In the material below, find all lines with the string "Internal" and copy them.

• _PROVIDED RECORDS_
┌──

// Copyright (c) Microsoft Corporation.
// Licensed under the MIT License.

//! A user lookup service whose failures travel from the repository through the service to the
//! HTTP boundary.
//!
//! | id | outcome |
//! |---|---|
//! | `404` | the `entry not found` sentinel, tagged `NotFound` |
//! | `400..500` | an `InvalidArgument` failure |
//! | `500..600` | an `Internal` failure with a user-facing issue attached by the service |
//! | `999` | a panic, recovered by the boundary |
//! | anything else | a user |

use std::sync::LazyLock;

use faultline::{Args, Context, Fault, Message, Meta, Tag, WrapErr, kv};
use faultline_http::{Boundary, BoundaryOptions, Report};
use http::header::CONTENT_TYPE;
use http::{HeaderValue, Request, Response};
use serde::Serialize;

static ENTRY_NOT_FOUND: LazyLock<Fault> = LazyLock::new(|| Fault::sentinel("entry not found", ()));

#[derive(Debug, Clone, Copy, Serialize)]
#[serde(rename_all = "camelCase")]
struct ServiceGetUserParams {
    id: i64,
}

#[derive(Debug, Clone, Copy, Serialize)]
#[serde(rename_all = "camelCase")]
struct RepositoryGetUserByIdParams {
    id: i64,
}

#[derive(Debug, Clone, Serialize)]
struct User {
    id: i64,
    username: String,
}

fn main() {
    tracing_subscriber::fmt().with_target(false).init();

    let boundary = Boundary::new(
        BoundaryOptions::new()
            .name("users")
            .enable_logs()
            .reporter(|report: &Report| {
                println!(
                    "crash report: {}",
                    serde_json::to_string(report).unwrap_or_else(|e| format!("<unserializable report: {e}>"))
                );
            }),
    );

    let ctx = Context::background().with_meta(kv!("service" => "users"));

    for path in ["/users/1", "/users/abc", "/users/404", "/users/450", "/users/503", "/users/999"] {
        let request = Request::get(path).body(()).expect("static paths are valid URIs");
        let response = boundary.handle(&ctx, &request, handler_get_user_by_id);

        println!("GET {path} -> {} {}", response.status(), response.body());
    }
}

fn handler_get_user_by_id(ctx: &Context, request: &Request<()>) -> Result<Response<String>, Fault> {
    let raw_id = request.uri().path().trim_start_matches("/users/");
    let id = raw_id
        .parse::<i64>()
        .wrap_err((Tag::InvalidArgument, Message::with_issue("parse id", "The user id must be a number.")))?;

    let user = service_get_user(ctx, ServiceGetUserParams { id })
        .wrap_err((Meta::from_context(ctx, kv!("id" => id)), Message::new("ServiceGetUser")))?;

    let body = serde_json::to_string(&user).wrap_err(Message::new("encode user"))?;

    let mut response = Response::new(body);
    response
        .headers_mut()
        .insert(CONTENT_TYPE, HeaderValue::from_static("application/json"));
    Ok(response)
}

fn service_get_user(ctx: &Context, params: ServiceGetUserParams) -> Result<User, Fault> {
    repository_get_user_by_id(ctx, RepositoryGetUserByIdParams { id: params.id }).wrap_err((
        Meta::from_context(ctx, Args::new().serialized("serviceParams", &params)),
        Message::with_issue("RepositoryGetUserByID", "Failed to get user, please try again!"),
    ))
}

fn repository_get_user_by_id(ctx: &Context, params: RepositoryGetUserByIdParams) -> Result<User, Fault> {
    let ctx = ctx.with_meta(Args::new().serialized("repositoryParams", &params));

    match params.id {
        404 => Err::<User, _>(ENTRY_NOT_FOUND.clone()).wrap_err((Meta::from_context(&ctx, ()), Tag::NotFound)),
        400..500 => Err(Fault::new(
            format!("error {}", params.id),
            (Meta::from_context(&ctx, ()), Tag::InvalidArgument),
        )),
        500..600 => Err(Fault::new(
            format!("error {}", params.id),
            (Meta::from_context(&ctx, ()), Tag::Internal),
        )),
        999 => panic!("panic 999"),
        id => Ok(User {
            id,
            username: format!("user{id}@example.com"),
        }),
    }
}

└──

• _YOUR RESPONSE_
//! | `500..600` | an `Internal` failure with a user-facing issue attached by the service |
            (Meta::from_context(&ctx, ()), Tag::Internal),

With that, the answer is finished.